* **EXERCISE DESCRIPTION**:
Write out the complete data exactly as written.

* **DATASET ENTRIES**:

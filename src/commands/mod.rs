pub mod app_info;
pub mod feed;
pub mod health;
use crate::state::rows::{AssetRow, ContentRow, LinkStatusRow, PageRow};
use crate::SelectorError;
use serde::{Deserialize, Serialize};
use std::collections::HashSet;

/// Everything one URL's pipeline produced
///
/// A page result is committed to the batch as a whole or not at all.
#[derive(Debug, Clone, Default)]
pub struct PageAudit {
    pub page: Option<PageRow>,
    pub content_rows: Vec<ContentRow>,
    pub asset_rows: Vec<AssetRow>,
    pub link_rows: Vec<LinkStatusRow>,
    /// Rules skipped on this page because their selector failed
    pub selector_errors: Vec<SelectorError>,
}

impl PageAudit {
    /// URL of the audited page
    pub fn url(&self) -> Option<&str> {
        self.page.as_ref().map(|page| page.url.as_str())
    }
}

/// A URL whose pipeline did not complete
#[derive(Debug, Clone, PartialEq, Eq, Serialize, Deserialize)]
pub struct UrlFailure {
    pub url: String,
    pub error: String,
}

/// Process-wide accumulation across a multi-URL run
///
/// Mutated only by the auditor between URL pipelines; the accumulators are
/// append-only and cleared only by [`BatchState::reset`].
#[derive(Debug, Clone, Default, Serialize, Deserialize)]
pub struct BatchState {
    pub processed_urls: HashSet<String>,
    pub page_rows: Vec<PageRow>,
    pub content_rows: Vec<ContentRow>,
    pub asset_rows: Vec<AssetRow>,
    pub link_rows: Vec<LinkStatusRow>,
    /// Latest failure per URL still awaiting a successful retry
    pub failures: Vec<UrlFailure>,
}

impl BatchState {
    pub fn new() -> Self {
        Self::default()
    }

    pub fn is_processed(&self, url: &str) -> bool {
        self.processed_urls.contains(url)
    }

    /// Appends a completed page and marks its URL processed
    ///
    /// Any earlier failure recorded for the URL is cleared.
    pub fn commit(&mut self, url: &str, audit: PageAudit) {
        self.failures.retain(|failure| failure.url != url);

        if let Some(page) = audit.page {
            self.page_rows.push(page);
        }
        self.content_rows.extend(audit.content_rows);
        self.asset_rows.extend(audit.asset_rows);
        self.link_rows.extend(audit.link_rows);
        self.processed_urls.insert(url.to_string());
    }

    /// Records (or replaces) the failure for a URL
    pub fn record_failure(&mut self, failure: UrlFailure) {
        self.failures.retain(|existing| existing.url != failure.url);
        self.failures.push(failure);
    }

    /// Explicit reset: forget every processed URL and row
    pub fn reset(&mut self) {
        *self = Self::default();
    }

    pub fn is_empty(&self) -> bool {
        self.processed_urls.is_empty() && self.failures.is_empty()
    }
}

* **SOLUTION FOR THIS PROBLEM**:
filename src/commands/mod.rs
pub mod app_info;
pub mod feed;
pub mod health;
use crate::state::rows::{AssetRow, ContentRow, LinkStatusRow, PageRow};
use crate::SelectorError;
use serde::{Deserialize, Serialize};
use std::collections::HashSet;

/// Everything one URL's pipeline produced
///
/// A page result is committed to the batch as a whole or not at all.
#[derive(Debug, Clone, Default)]
pub struct PageAudit {
    pub page: Option<PageRow>,
    pub content_rows: Vec<ContentRow>,
    pub asset_rows: Vec<AssetRow>,
    pub link_rows: Vec<LinkStatusRow>,
    /// Rules skipped on this page because their selector failed
    pub selector_errors: Vec<SelectorError>,
}

impl PageAudit {
    /// URL of the audited page
    pub fn url(&self) -> Option<&str> {
        self.page.as_ref().map(|page| page.url.as_str())
    }
}

/// A URL whose pipeline did not complete
#[derive(Debug, Clone, PartialEq, Eq, Serialize, Deserialize)]
pub struct UrlFailure {
    pub url: String,
    pub error: String,
}

/// Process-wide accumulation across a multi-URL run
///
/// Mutated only by the auditor between URL pipelines; the accumulators are
/// append-only and cleared only by [`BatchState::reset`].
#[derive(Debug, Clone, Default, Serialize, Deserialize)]
pub struct BatchState {
    pub processed_urls: HashSet<String>,
    pub page_rows: Vec<PageRow>,
    pub content_rows: Vec<ContentRow>,
    pub asset_rows: Vec<AssetRow>,
    pub link_rows: Vec<LinkStatusRow>,
    /// Latest failure per URL still awaiting a successful retry
    pub failures: Vec<UrlFailure>,
}

impl BatchState {
    pub fn new() -> Self {
        Self::default()
    }

    pub fn is_processed(&self, url: &str) -> bool {
        self.processed_urls.contains(url)
    }

    /// Appends a completed page and marks its URL processed
    ///
    /// Any earlier failure recorded for the URL is cleared.
    pub fn commit(&mut self, url: &str, audit: PageAudit) {
        self.failures.retain(|failure| failure.url != url);

        if let Some(page) = audit.page {
            self.page_rows.push(page);
        }
        self.content_rows.extend(audit.content_rows);
        self.asset_rows.extend(audit.asset_rows);
        self.link_rows.extend(audit.link_rows);
        self.processed_urls.insert(url.to_string());
    }

    /// Records (or replaces) the failure for a URL
    pub fn record_failure(&mut self, failure: UrlFailure) {
        self.failures.retain(|existing| existing.url != failure.url);
        self.failures.push(failure);
    }

    /// Explicit reset: forget every processed URL and row
    pub fn reset(&mut self) {
        *self = Self::default();
    }

    pub fn is_empty(&self) -> bool {
        self.processed_urls.is_empty() && self.failures.is_empty()
    }
}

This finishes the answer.